Sonho

Fazedores de Sonhos

Muitas vezes ouvimos falar de pessoas que realizam os seus sonhos e dos momentos em que a magia acontece. No entanto, são raras as ocasiões em que conhecemos aqueles que, com o seu trabalho, estão por detrás da construção de grandes sorrisos: Os Fazedores de Sonhos.

Inês Gonçalves, Beatriz Pinto Santos, Hugo Oliveira, Cristina Gonçalves Gordon

Ana Paula, Antonieta, Eduardo e Isabel são pessoas comuns que, através do voluntariado, encontraram na concretização dos sonhos de crianças satisfação pessoal, ou até mesmo, um propósito de vida. Juntam-se, agora, para partilhar a sua experiência, sem deixar para trás as histórias daqueles com quem se cruzaram ao longo do caminho.

Tudo vale a pena quando a alma não é pequena

Fernando Pessoa, “Mar Português” (1922)

Fazer a diferença

Voluntário: “jovem, adulto ou idoso que, devido ao seu interesse pessoal e espírito cívico, dedica parte do seu tempo, sem remuneração, a diversas formas de atividades de bem-estar social ou outros campos”, segundo a Organização das Nações Unidas.

6,4 %. É esta a taxa de participação no voluntariado em Portugal, uma das mais baixas da Europa. Porém, ainda há quem roube do seu tempo para dar aos outros momentos felizes, sem estar à espera de algo em troca.

Ana Paula Alves

“Sempre à procura de fazer coisas diferentes”. É aqui que tudo começa e que tudo começou. 

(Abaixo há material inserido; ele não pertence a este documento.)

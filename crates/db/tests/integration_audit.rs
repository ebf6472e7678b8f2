//! Integration-Tests fuer die Audit-Senke (In-Memory SQLite)

use seance_core::types::{ClientId, SessionId};
use seance_db::{AuditLog, DbError, SqliteDb, VerbindungsEvent};

async fn db() -> SqliteDb {
    SqliteDb::in_memory()
        .await
        .expect("In-Memory DB konnte nicht erstellt werden")
}

#[tokio::test]
async fn verbindung_protokollieren() {
    let db = db().await;

    db.verbindung_protokollieren(1000, SessionId(5), ClientId(9), VerbindungsEvent::Verbunden)
        .await
        .unwrap();

    let ereignisse = db.verbindungen_auflisten(SessionId(5)).await.unwrap();
    assert_eq!(ereignisse.len(), 1);
    assert_eq!(ereignisse[0].ts_ms, 1000);
    assert_eq!(ereignisse[0].client_id, ClientId(9));
    assert_eq!(ereignisse[0].event, "connect");
    assert_eq!(
        ereignisse[0].event_typ(),
        Some(VerbindungsEvent::Verbunden)
    );
}

#[tokio::test]
async fn verbindungen_in_eintreffreihenfolge() {
    let db = db().await;

    db.verbindung_protokollieren(1000, SessionId(1), ClientId(7), VerbindungsEvent::Verbunden)
        .await
        .unwrap();
    db.verbindung_protokollieren(2000, SessionId(1), ClientId(7), VerbindungsEvent::Getrennt)
        .await
        .unwrap();
    db.verbindung_protokollieren(
        2500,
        SessionId(1),
        ClientId(7),
        VerbindungsEvent::Wiederverbunden,
    )
    .await
    .unwrap();

    let ereignisse = db.verbindungen_auflisten(SessionId(1)).await.unwrap();
    let arten: Vec<&str> = ereignisse.iter().map(|e| e.event.as_str()).collect();
    assert_eq!(arten, vec!["connect", "disconnect", "reconnect"]);
}

#[tokio::test]
async fn verbindungen_nach_session_getrennt() {
    let db = db().await;

    db.verbindung_protokollieren(1, SessionId(1), ClientId(1), VerbindungsEvent::Verbunden)
        .await
        .unwrap();
    db.verbindung_protokollieren(2, SessionId(2), ClientId(1), VerbindungsEvent::Verbunden)
        .await
        .unwrap();

    assert_eq!(db.verbindungen_auflisten(SessionId(1)).await.unwrap().len(), 1);
    assert_eq!(db.verbindungen_auflisten(SessionId(2)).await.unwrap().len(), 1);
    assert!(db.verbindungen_auflisten(SessionId(3)).await.unwrap().is_empty());
}

#[tokio::test]
async fn capture_lebenslauf() {
    let db = db().await;

    db.capture_start_protokollieren("5_1000", SessionId(5), 1000)
        .await
        .unwrap();

    let offen = db.capture_laden("5_1000").await.unwrap().unwrap();
    assert_eq!(offen.session_id, SessionId(5));
    assert_eq!(offen.start_ms, 1000);
    assert!(!offen.ist_abgeschlossen());

    db.capture_ende_protokollieren("5_1000", 4500).await.unwrap();

    let fertig = db.capture_laden("5_1000").await.unwrap().unwrap();
    assert_eq!(fertig.end_ms, Some(4500));
    assert!(fertig.ist_abgeschlossen());
}

#[tokio::test]
async fn capture_ende_ohne_start_ist_fehler() {
    let db = db().await;

    let ergebnis = db.capture_ende_protokollieren("99_123", 500).await;
    assert!(matches!(ergebnis, Err(DbError::NichtGefunden(_))));
}

#[tokio::test]
async fn capture_unbekannt_ist_none() {
    let db = db().await;
    assert!(db.capture_laden("gibtsnicht").await.unwrap().is_none());
}

#[tokio::test]
async fn mehrere_captures_pro_session() {
    let db = db().await;

    db.capture_start_protokollieren("7_100", SessionId(7), 100)
        .await
        .unwrap();
    db.capture_ende_protokollieren("7_100", 200).await.unwrap();
    db.capture_start_protokollieren("7_300", SessionId(7), 300)
        .await
        .unwrap();

    let erste = db.capture_laden("7_100").await.unwrap().unwrap();
    let zweite = db.capture_laden("7_300").await.unwrap().unwrap();
    assert!(erste.ist_abgeschlossen());
    assert!(!zweite.ist_abgeschlossen());
}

Ana Paula Alves, administradora e consultora financeira, é uma pessoa que gosta de “fazer mais” e que busca sempre “fazer por mais”. As “coisas diferentes e desafiantes” tornam-se, então, um motivo para aproveitar o tempo ao máximo.

Foi neste sentido que, em 2014, passou a ser voluntária da Make-A-Wish. Atualmente, com 57 anos, constitui uma dupla com Isabel Almeida. Juntas estão por detrás da construção de momentos que fazem a diferença. “É como uma felicidade em cadeia que vai tocando várias pessoas; não apenas o destinatário do desejo, mas também todos aqueles que têm a sorte de estar envolvidos nesta cadeia positiva que só traz coisas boas”, conta.  

Um novo desafio e o começo de uma jornada feliz

Antes de trabalhar por conta própria, Ana Paula era administradora financeira na Banca e de grandes empresas, em Portugal e Espanha. As viagens em trabalho e as horas a fio passadas no escritório revelaram-se, porém, insuficientes: “Eu tenho uma atividade bastante intensa que requer um esforço e concentração mental grande e, portanto, ter uma atividade que me permita fazer coisas que não sejam meramente automatizadas, era uma coisa que me faltava.”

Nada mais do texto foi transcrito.